WebTextTool is a text editing tool designed to help you optimize your content for the web, a sort of automated SEO tool for website content. Let’s acknowledge that machines aren’t as good with human languages as humans are, and that you can write complete drivel into the editing box of this tool and still get a top score, or write lyrical graceful prose that people would love to share and get a low score. Having acknowledged that, we want to know whether WebTextTools is helpful for people who know how to write for humans but want to improve their text for machines.
The tool starts with a tour which includes tooltips and even videos explaining why it makes the suggestions it does.
Next it will ask for the keyword you want to use for the page you’re going to write, and it will grade your keyword and offer you additional suggestions if you want them.
I’m working on Richter Solar Energy’s website today, so I asked WebTextTool its opinion of “solar energy.” It assured me that this term is too competitive and recommended that I try something else.
While I can see why “disadvantages of solar energy” is not as competitive as “solar energy,” it also isn’t a top choice for a solar energy company sales page. All the same, the keyword suggestion tool here is better than most of the tools we’ve tried, and it’s certainly easy to understand.
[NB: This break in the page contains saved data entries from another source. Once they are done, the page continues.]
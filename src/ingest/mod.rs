//! Frame ingestion sources.
//!
//! This module provides sources of camera frames:
//! - Synthetic frames (`stub://`) for demos and tests
//! - A directory of still images, replayed in name order (feature: ingest-image)
//!
//! A source yields `Ok(None)` once the stream has ended; the session treats
//! that as a clean end of stream.

#[cfg(feature = "ingest-image")]
pub mod image_dir;
pub mod synthetic;

#[cfg(feature = "ingest-image")]
pub use image_dir::ImageDirSource;
pub use synthetic::SyntheticSource;

use anyhow::Result;

use crate::config::CameraSettings;
use crate::frame::Frame;

/// Statistics for a frame source.
#[derive(Clone, Debug)]
pub struct SourceStats {
    pub frames_captured: u64,
    pub url: String,
}

pub trait FrameSource: Send {
    /// Open the underlying device or file set.
    fn connect(&mut self) -> Result<()>;

    /// Capture the next frame, or `None` at end of stream.
    fn next_frame(&mut self) -> Result<Option<Frame>>;

    /// Check if the source is healthy.
    fn is_healthy(&self) -> bool;

    fn stats(&self) -> SourceStats;
}

/// Open the source named by `settings.url`.
///
/// `stub://<name>` selects the synthetic source; a `dir://<path>` URL or a
/// plain local path selects the image directory source.
pub fn open_source(settings: &CameraSettings) -> Result<Box<dyn FrameSource>> {
    if settings.url.starts_with("stub://") {
        return Ok(Box::new(SyntheticSource::new(settings.clone())));
    }
    let path = settings.url.strip_prefix("dir://").unwrap_or(&settings.url);
    if path.trim().is_empty() || path.contains("://") {
        anyhow::bail!("unsupported camera url '{}'", settings.url);
    }
    open_image_dir(path)
}

#[cfg(feature = "ingest-image")]
fn open_image_dir(path: &str) -> Result<Box<dyn FrameSource>> {
    Ok(Box::new(ImageDirSource::new(path)?))
}

#[cfg(not(feature = "ingest-image"))]
fn open_image_dir(_path: &str) -> Result<Box<dyn FrameSource>> {
    anyhow::bail!("image directory ingestion requires the ingest-image feature")
}

#[cfg(test)]
mod tests {
    use super::*;

    #[test]
    fn stub_urls_open_synthetic_source() -> Result<()> {
        let settings = CameraSettings {
            url: "stub://kitchen".to_string(),
            ..CameraSettings::default()
        };
        let mut source = open_source(&settings)?;
        source.connect()?;
        assert!(source.next_frame()?.is_some());
        assert_eq!(source.stats().url, "stub://kitchen");
        Ok(())
    }

    #[test]
    fn remote_urls_are_rejected() {
        let settings = CameraSettings {
            url: "rtsp://camera/stream".to_string(),
            ..CameraSettings::default()
        };
        assert!(open_source(&settings).is_err());
    }
}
It gave us reasonable suggestions and we might not have thought of all of them, and it is very handy to be able to check estimates of search volume and competitiveness.
My favorite suggestion was “benefits of solar energy,” a key word I haven’t yet used for the Richter website. For simplicity’s sake for the tryout, though, I stuck with “solar energy” and started writing.
The editing tool will be familiar if you have used Microsoft Word, WordPress, or any other standard word processing program. As you type, however, the sidebar gives you suggestions and encouragement, and a nice little widget at the top shows how close you’ve gotten to the 100% perfect optimized page you’re after.
Unfortunately, the tool is basically just telling you to use headers and text decoration and to include your keyword in the page title and page description. These are such a small part of optimizing your web content that — while we certainly have seen pages that never used the keyword they should have been optimizing for– these suggestions are of limited value.
Here, though, you can see that when I added a bolded phrase to the page, I went from 46% perfect to 49% perfect, but WebTextTools reminded me to use my keyword in the bolded phrase.
Doing so propelled me to 97% perfect. Adding an italicized phrase was all I had to do to reach the coveted 100%. WebTextTools was not concerned that I had a title which was largely irrelevant to the content of the page, or that I had an H1 header that duplicated the title. It wasn’t bothered by my having a mini paragraph, a single bolded phrase, and then an italicized line at the bottom, even though this is not a good way to organize a page for human readers.
But WebTextTool is not a human reader, so we can’t really hold that against them.
You can, at this point, check the HTML code for your page, export it as a Word document or email it to yourself. You can also duplicate the page, check for accessibility issues, and my personal favorite, analyse the sentiment.
Are you wondering whether this tool can actually identify irony? I sure did. So I pulled in an ironic post Gideon wrote for our website and sure enough, WebTextTool identified the post as ironic.
Its lack of italics or bold face naturally kept it from getting a high score for SEO from WebTextTool, but it was impressive that the tool was able to identify irony. I am not sure of the value of this, unless you own a business that should not trade in irony and you want to make sure that you catch any inadvertent irony before you hit “Publish.”
You can also begin with a template, either for a blog post or for a product, and I can imagine this being a timesaver under some circumstances. There is even a sort of thesaurus which provides a drop-down list of, if not synonyms, at least related terms.
The basic plan costs five pounds per month, or $7.24 as of this writing, and it does not include import, export, and version control functions, which makes it far less useful, it seems to me. It allows you 30 keyword suggestions and a mere 10 pages, which isn’t enough for regular blog posting. So a business would probably need to spring for the Silver option at roughly $15.00 per month. That gives you all the features, 100 pages, and 200 keyword suggestions.
That’s a lot less than the cost of a writer. On the other hand, WebTextTool doesn’t do much more than the free Yoast SEO plugin, and I assume that watching it identify irony gets less amusing over time.
The truth is, adding your chosen keyword to a page in bold letters doesn’t actually double the value of your page from the point of view of SEO. We like some of the bells and whistles on this tool — again, if you use WordPress you can get most of them from the Yoast SEO plugin — but it’s not going to optimize your website for you.